Lemons were central to a deadly mystery that came to a head in the eighteenth-century and had baffled scientists, doctors, and sailors for hundreds of years. Upon setting sail, normally hale and healthy sailors would become beset with a mysterious illness with unbelievable symptoms. By one account, a dying sailor with 50 year-old wounds watched aghast as his long-healed injury opened anew. In another patient, a bone that had suffered a minor fraction, but had healed years prior, weakened to the point that it appeared as if had never healed at all. Afflicted sailors manifested purple and red blotches, indicating severe hemorrhaging beneath the skin. Their gums bled, their teeth fell out, and patients became so tired and lethargic that any attempt to move, or by others to move them, reportedly killed them in an instant. All in all, the disease was terrifying, even more so because of its mystery.
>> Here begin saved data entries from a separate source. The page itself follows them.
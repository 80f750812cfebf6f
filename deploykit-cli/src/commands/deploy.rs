//! Deploy command - Build, push, provision and deploy in one run
//!
//! Usage: deploykit deploy [--config config.yaml] [--auto]

use std::path::PathBuf;
use std::sync::Arc;

use anyhow::Context;
use clap::Args;
use deploykit::config::{Credentials, DeployConfig};
use deploykit::events::LoggingEventSink;
use deploykit::manifests::DirectoryManifestSource;
use deploykit::observability::WideEventEmitter;
use deploykit::pipeline::{Collaborators, DeploymentPipeline, DeploymentReport, EXIT_SUCCESS};
use deploykit::tools::{DockerCli, ExecEnv, Kubectl};

use super::interrupt_token;
use crate::exo::ExoCli;
use crate::prompt;

/// Build, push, provision and deploy
#[derive(Args, Debug)]
pub struct DeployArgs {
    /// Path to the deployment config YAML
    #[arg(short, long, default_value = "config.yaml")]
    pub config: PathBuf,

    /// Skip the configuration review and confirmation prompt
    #[arg(long)]
    pub auto: bool,
}

/// Renders the resolved configuration for review. Contains no secrets.
pub fn describe_config(config: &DeployConfig) -> String {
    let mut lines = vec![
        format!("  Project:     {}", config.project_name),
        format!(
            "  Service:     {}:{}",
            config.image_repository(),
            config.service_version
        ),
        format!("  Zone:        {}", config.zone),
        format!(
            "  Nodes:       {} x {}.{} ({} GB disk)",
            config.nodes.count,
            config.nodes.family,
            config.effective_node_size(),
            config.nodes.disk_gb
        ),
        format!(
            "  Namespace:   {} ({} replicas)",
            config.kubernetes.namespace, config.kubernetes.replicas
        ),
        format!("  Manifests:   {}", config.kubernetes.manifests_dir.display()),
        format!("  Outputs:     {}", config.output_dir.display()),
    ];
    if let Some(version) = &config.cluster.kubernetes_version {
        lines.push(format!("  Kubernetes:  {version}"));
    }
    lines.join("\n")
}

/// Renders the per-stage outcome of a run.
pub fn describe_report(report: &DeploymentReport) -> String {
    let mut lines: Vec<String> = report
        .stages
        .iter()
        .map(|stage| {
            let message = stage
                .message
                .as_deref()
                .map(|m| format!(" - {m}"))
                .unwrap_or_default();
            format!(
                "  {:<26} {:<9} {:>7} ms{message}",
                stage.stage, stage.status, stage.duration_ms
            )
        })
        .collect();
    if let Some(stage) = &report.aborted_stage {
        lines.push(format!("\n  Aborted at {stage}."));
        if report.infrastructure.has_resources() {
            lines.push("  Infrastructure was created; run `deploykit teardown` to remove it.".to_string());
        }
    }
    lines.push(format!(
        "\n  Report: {}",
        report.context.report_path().display()
    ));
    lines.join("\n")
}

pub async fn run(args: DeployArgs) -> anyhow::Result<i32> {
    let config = DeployConfig::load(&args.config)
        .with_context(|| format!("failed to load config {}", args.config.display()))?;
    let credentials = Credentials::from_env().context("failed to read credentials")?;

    println!("\nDeployment configuration:\n{}", describe_config(&config));
    if !args.auto && !prompt::confirm("Proceed with deployment?")? {
        println!("Deployment cancelled.");
        return Ok(EXIT_SUCCESS);
    }

    let tool_env = ExecEnv::new(&config.search_path)
        .with_inherited("HOME")
        .with_inherited("DOCKER_HOST")
        .with_inherited("DOCKER_CONFIG");
    let docker = DockerCli::new(tool_env.clone());
    let cloud = ExoCli::new(&config.search_path, &credentials.cloud);
    let kubectl = Kubectl::new();
    let manifests = DirectoryManifestSource::new(&config.kubernetes.manifests_dir);
    let collaborators = Collaborators {
        registry: &docker,
        cloud: &cloud,
        kube: &kubectl,
        manifests: &manifests,
    };

    let sink = Arc::new(LoggingEventSink::default());
    let report = DeploymentPipeline::new(&config, &credentials, collaborators)
        .with_event_sink(sink.clone())
        .with_cancellation(interrupt_token())
        .with_exec_env(tool_env)
        .run()
        .await;
    WideEventEmitter::new()
        .emit_deployment(sink.as_ref(), &report)
        .await;

    println!("\nDeployment summary:\n{}", describe_report(&report));
    Ok(report.exit_code())
}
However, as a twenty-first century reader, you may have already guessed the name of the disease that plagued these patients: scurvy.

 

Today, scurvy is mostly eradicated. Scurvy can be cured or prevented by simply consuming foods that contain vitamin C, and scurvy doesn’t even manifest until six months of complete vitamin C deficiency. Basically, to get scurvy, you have to have absolutely no vitamin C for months on end. It’s difficult to get, very easy to cure, but the effects are catastrophic, and this juxtaposition of the disproportionately simple cure and horrific symptoms is what makes scurvy such a striking disease.

 

Unfortunately, the cure for scurvy was not immediately apparent to eighteenth-century doctors, and this had deadly consequences. By one tally, more eighteenth-century British sailors were killed by scurvy than by enemy combatants. Another source claims that between Columbus’s voyage and the advent of steam engines, nearly two million lives were lost to scurvy. Finally, in 1747, Scottish physician James Lind devised a small-scale experiment to test scurvy remedies, and accidentally stumbled upon the cure. One of the remedies he tested was simply a lemon, to be eaten by the patient every day. To everyone’s surprise, the patients that received the daily lemon recovered quickly and were soon helping Lind care for the other patients (who weren’t doing so well on the other experimental remedies).

 

In the years since, the cure for scurvy was forgotten, then rediscovered, then forgotten again. Nowadays, however, science has clearly mapped the effects of vitamin C on our health, and we are well-aware of its importance. Scurvy is practically unheard of, and as long as you include some fruits and vegetables (or even ketchup!) as part of your diet, you’ll be safe from scurvy. When you enjoy the lemon cookies, candies, and cooking implements in this month’s Discoveries at the Jungle, remember all of the eighteenth-century sailors to whom lemons were vitally important. And don’t forget to eat your fruits and vegetables!

 

Check out all of our Discoveries at the Jungle: Lemon posts this month!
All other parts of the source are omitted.